Comment 21 Stefan Hundhammer 2022-12-19 12:51:09 UTC
No feedback.

Besides, as mentioned multiple times, there is no hint that this might be a YaST bug. YaST does not change anything related to SMART. It's either the test server (which quite possibly might not have SMART support enabled in the BIOS) or the iSCSI transport layer.
Comment 22 Huajian Luo 2022-12-22 07:04:45 UTC
we still hit this bug in the Build64.1
https://openqa.suse.de/tests/10220394#step/ibft/41
Comment 23 Joaquín Rivera 2023-01-09 10:10:38 UTC
On the worker where this is running SMART support is available and enabled:

smartctl --all /dev/sda
smartctl 7.2 2021-09-14 r5237 [x86_64-linux-5.14.21-150400.24.38-default] (SUSE RPM)
Copyright (C) 2002-20, Bruce Allen, Christian Franke, www.smartmontools.org

=== START OF INFORMATION SECTION ===
Model Family:     Seagate Constellation ES.3
Device Model:     ST1000NM0033-9ZM173
Serial Number:    Z1W5P5JM
LU WWN Device Id: 5 000c50 091d250d3
Firmware Version: SN06
User Capacity:    1,000,204,886,016 bytes [1.00 TB]
Sector Size:      512 bytes logical/physical
Rotation Rate:    7200 rpm
Form Factor:      3.5 inches
Device is:        In smartctl database [for details use: -P show]
ATA Version is:   ACS-2 (minor revision not indicated)
SATA Version is:  SATA 3.0, 6.0 Gb/s (current: 6.0 Gb/s)
Local Time is:    Mon Jan  9 09:59:55 2023 CET
SMART support is: Available - device has SMART capability.
SMART support is: Enabled

In the VM is showed like this when sporadically works or fails:
https://openqa.suse.de/tests/10187388#step/ibft/42

When trying to add option `smartctl -d sat -T permissive -a /dev/sda` I run into trouble like described here
https://www.smartmontools.org/wiki/SAT-with-UAS-Linux
Googling a bit further I always hit the same thing with uas, but doing lsmod in worker and in VM I don't find that Kernel module.

To summarize,
We have an installation in a VM using iscsi disk from the worker where the VM is running: https://openqa.suse.de/tests/10226693#step/iscsi_configuration/3 (screenshot configuring iscsi in installation)
and sporadically when we get info of the disk with smartcl command in the running system produced by that installation we don't get an answer.
Definitely nothing related with YaST and our plan is to disable this check for the test, as looks like there is not guarantee that you can run that command and get and reliable answer.

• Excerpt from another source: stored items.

//! Wolfram Language execution bridge.
//!
//! Translates a fixed set of mathematical tool calls into Wolfram Language
//! programs, runs `wolframscript` (or `WolframKernel`) as a short-lived
//! subprocess per call, and classifies the raw output into a typed result.

pub mod bridge;
pub mod cli;
pub mod codegen;
pub mod config;
pub mod engine;
pub mod error;
pub mod normalize;
pub mod server;
pub mod tools;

Please forward this bug to Kernel or other component if you think it makes sense, for our testing scope and given the information in here https://www.smartmontools.org/wiki/FAQ#SmartmontoolsforFireWireUSBandSATAdiskssystems for us seems not worth it.

Thanks Stefan Hundhammer, for the information provided as it helps us to understand the issue and also be aware what makes sense for us to test, and sorry for the late response.